HUKUM TRANSAKSI WANITA SAAT SHALAT JUM’AT DAN BATASAN WAKTU LARANGANNYA
Shalat Jum’at merupakan ibadah yang wajib bagi setiap laki-laki muslim yang memenuhi syarat, dengan tujuan memperoleh pahala, mendekatkan diri kepada Allah, serta memperkuat ukhuwah umat Islam melalui khutbah. Dalam praktik kehidupan sehari-hari, terdapat sebagian masyarakat yang tetap melaksanakan kegiatan ekonomi, termasuk wanita yang melakukan transaksi jual beli, pada saat shalat jum’at berlangsung. Misalnya, seorang wanita pedagang di pasar tetap melayani pembeli atau menerima pembayaran dari pelanggan pada waktu shalat jum’at.

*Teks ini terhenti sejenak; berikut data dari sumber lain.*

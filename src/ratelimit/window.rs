//! Fixed-window counter table.

use std::collections::HashMap;
use std::time::{Duration, Instant};

/// Per-identity request counts for the current window.
///
/// All counts share one window: when it elapses the whole table is cleared at
/// once and a new window starts. Callers serialize access.
#[derive(Debug)]
pub struct FixedWindow {
    /// Length of every window
    period: Duration,
    /// When the current window started
    started_at: Instant,
    /// Requests seen in the current window, by identity
    counts: HashMap<String, u64>,
}

impl FixedWindow {
    /// Start an empty window at `now`.
    pub fn new(period: Duration, now: Instant) -> Self {
        Self {
            period,
            started_at: now,
            counts: HashMap::new(),
        }
    }

    /// Time since the current window started.
    pub fn elapsed(&self, now: Instant) -> Duration {
        now.saturating_duration_since(self.started_at)
    }

    /// Whether the current window has run its full period.
    pub fn is_expired(&self, now: Instant) -> bool {
        self.elapsed(now) >= self.period
    }

    /// Clear every count and restart the window if it has expired.
    ///
    /// Returns `true` when a reset happened.
    pub fn roll(&mut self, now: Instant) -> bool {
        if !self.is_expired(now) {
            return false;
        }
        self.counts.clear();
        self.started_at = now;
        true
    }

    /// Record one request for `identity` and return its new count.
    pub fn increment(&mut self, identity: &str) -> u64 {
        let count = self.counts.entry(identity.to_string()).or_insert(0);
        *count += 1;
        *count
    }

    /// Requests recorded for `identity` in the current window.
    pub fn count(&self, identity: &str) -> u64 {
        self.counts.get(identity).copied().unwrap_or(0)
    }

    /// Time left before the window resets.
    pub fn time_until_reset(&self, now: Instant) -> Duration {
        self.period.saturating_sub(self.elapsed(now))
    }

    /// Number of identities with a count in the current window.
    pub fn tracked(&self) -> usize {
        self.counts.len()
    }
}

#[cfg(test)]
mod tests {
    use super::*;

    const MINUTE: Duration = Duration::from_secs(60);

    #[test]
    fn test_increment_counts_per_identity() {
        let now = Instant::now();
        let mut window = FixedWindow::new(MINUTE, now);

        assert_eq!(window.increment("acme"), 1);
        assert_eq!(window.increment("acme"), 2);
        assert_eq!(window.increment("globex"), 1);

        assert_eq!(window.count("acme"), 2);
        assert_eq!(window.count("initech"), 0);
        assert_eq!(window.tracked(), 2);
    }

    #[test]
    fn test_roll_before_period_keeps_counts() {
        let start = Instant::now();
        let mut window = FixedWindow::new(MINUTE, start);
        window.increment("acme");

        assert!(!window.roll(start + Duration::from_secs(59)));
        assert_eq!(window.count("acme"), 1);
    }

    #[test]
    fn test_roll_at_period_clears_everything() {
        let start = Instant::now();
        let mut window = FixedWindow::new(MINUTE, start);
        window.increment("acme");
        window.increment("globex");

        let later = start + MINUTE;
        assert!(window.roll(later));
        assert_eq!(window.tracked(), 0);
        assert_eq!(window.elapsed(later), Duration::ZERO);
    }

    #[test]
    fn test_time_until_reset() {
        let start = Instant::now();
        let window = FixedWindow::new(MINUTE, start);

        assert_eq!(window.time_until_reset(start), MINUTE);
        assert_eq!(
            window.time_until_reset(start + Duration::from_secs(45)),
            Duration::from_secs(15)
        );
        assert_eq!(
            window.time_until_reset(start + Duration::from_secs(90)),
            Duration::ZERO
        );
    }
}
//! Request pipeline stages run before every protected handler.

use axum::extract::{Request, State};
use axum::http::header::{AUTHORIZATION, WWW_AUTHENTICATE};
use axum::http::{HeaderName, HeaderValue, StatusCode};
use axum::middleware::Next;
use axum::response::{IntoResponse, Response};
use tracing::debug;

use super::GatewayState;
use crate::auth::{Identity, REALM};
use crate::ratelimit::RateLimitStatus;

pub const RATE_LIMIT_LIMIT: HeaderName = HeaderName::from_static("x-ratelimit-limit");
pub const RATE_LIMIT_REMAINING: HeaderName = HeaderName::from_static("x-ratelimit-remaining");
pub const RATE_LIMIT_RESET: HeaderName = HeaderName::from_static("x-ratelimit-reset");

/// Resolve the bearer token to an [`Identity`] and attach it to the request.
///
/// Anonymous or badly authenticated requests get a `401` challenge.
pub async fn authenticate(
    State(state): State<GatewayState>,
    mut request: Request,
    next: Next,
) -> Response {
    let header = request
        .headers()
        .get(AUTHORIZATION)
        .and_then(|value| value.to_str().ok());

    match state.authenticator.authenticate(header) {
        Ok(Some(identity)) => {
            request.extensions_mut().insert(identity);
            next.run(request).await
        }
        Ok(None) => {
            debug!("Rejecting request without credentials");
            challenge()
        }
        Err(err) => {
            debug!(reason = %err, "Rejecting request with invalid credentials");
            challenge()
        }
    }
}

fn challenge() -> Response {
    let mut response = StatusCode::UNAUTHORIZED.into_response();
    if let Ok(value) = HeaderValue::from_str(&format!("Bearer realm=\"{REALM}\"")) {
        response.headers_mut().insert(WWW_AUTHENTICATE, value);
    }
    response
}

/// Count the request against its tenant and reject it once over the limit.
///
/// Metered responses carry the limit headers whether or not they were allowed.
pub async fn rate_limit(State(state): State<GatewayState>, request: Request, next: Next) -> Response {
    let Some(limiter) = state.limiter.as_ref() else {
        return next.run(request).await;
    };

    let decision = limiter.check_and_record(
        request
            .extensions()
            .get::<Identity>()
            .map(|identity| identity.tenant.as_str()),
    );

    let Some(status) = decision.status().copied() else {
        return next.run(request).await;
    };

    let mut response = if status.allowed {
        next.run(request).await
    } else {
        StatusCode::TOO_MANY_REQUESTS.into_response()
    };

    attach_headers(&mut response, &status);
    response
}

fn attach_headers(response: &mut Response, status: &RateLimitStatus) {
    let headers = response.headers_mut();
    headers.insert(RATE_LIMIT_LIMIT, HeaderValue::from(status.limit));
    headers.insert(RATE_LIMIT_REMAINING, HeaderValue::from(status.remaining));
    headers.insert(RATE_LIMIT_RESET, HeaderValue::from(status.reset_after.as_secs()));
}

Bagaimana hukum seorang wanita yang melakukan transaksi jual beli saat terlaksananya shalat jum’at dan sampai kapan batasan waktunya, seperti pada deskripsi diatas?
A. Tidak Boleh
Tidak boleh jika wanita tersebut melakukan transaksi jual beli dengan orang yang wajib melaksanakan shalat jum’at.
B. Boleh
Boleh jika transaksi jual beli dilakukan dengan orang yang tidak diwajibkan melaksanakan sholat jum’at
وَخَرَجَ بِقَوْلِهِ مَنْ تَلْزَمُهُ الْجُمُعَةُ مَنْ لَا تَلْزَمُهُ فَلَا حُرْمَةَ عَلَيْهِ وَلَا كَرَاهَةَ لَكِنْ إِذَا تَبَايَعَ مَعَ مَنْ هُوَ مِثْلُهُ أَمَّا اِذَا تَبَايَعَ مَعَ مَنْ تَلْزَمُهُ حَرُمَ عَلَيْهِ أَيْضًا لِاِعَانَتِهِ عَلَى الْحَرَامِ وَقِيْلَ كُرِهَ لَهُ ذَلِكَ. (إعانة الطالبين على حل ألفاظ فتح المعين: ج ٢، ص ٩٥)
“Dengan ungkapan ‘orang yang wajib jum‘at’, maka keluar darinya orang yang tidak wajib jum‘at, sehingga baginya tidak ada hukum haram dan tidak pula makruh. Namun hal itu jika ia berjual beli dengan orang yang sepadan dengannya (yang juga tidak wajib jum‘at). Adapun jika ia berjual beli dengan orang yang wajib jum‘at, maka hukumnya haram juga, karena berarti ia membantu dalam perbuatan haram. Ada pula pendapat yang mengatakan: hukumnya makruh baginya.” (‘Ianah al-Tholibin ‘Ala Halli al-fazh Fath al-Mu‘īn 2:95).
Batasannya
Haram menyibukkan diri seperti melakukan jual beli bagi orang yang wajib menjalankan shalat jumat ketika sudah memasuki adzan kedua shalat jumat.
Makruh bagi orang yang wajib shalat jumat ketika setelah zawal (matahari tergelincir) sebelum adzan kedua.
Boleh bagi orang yang wajib shalat jumat menyibukkan diri saat shalat jumat ketika dalam keadaan darurat.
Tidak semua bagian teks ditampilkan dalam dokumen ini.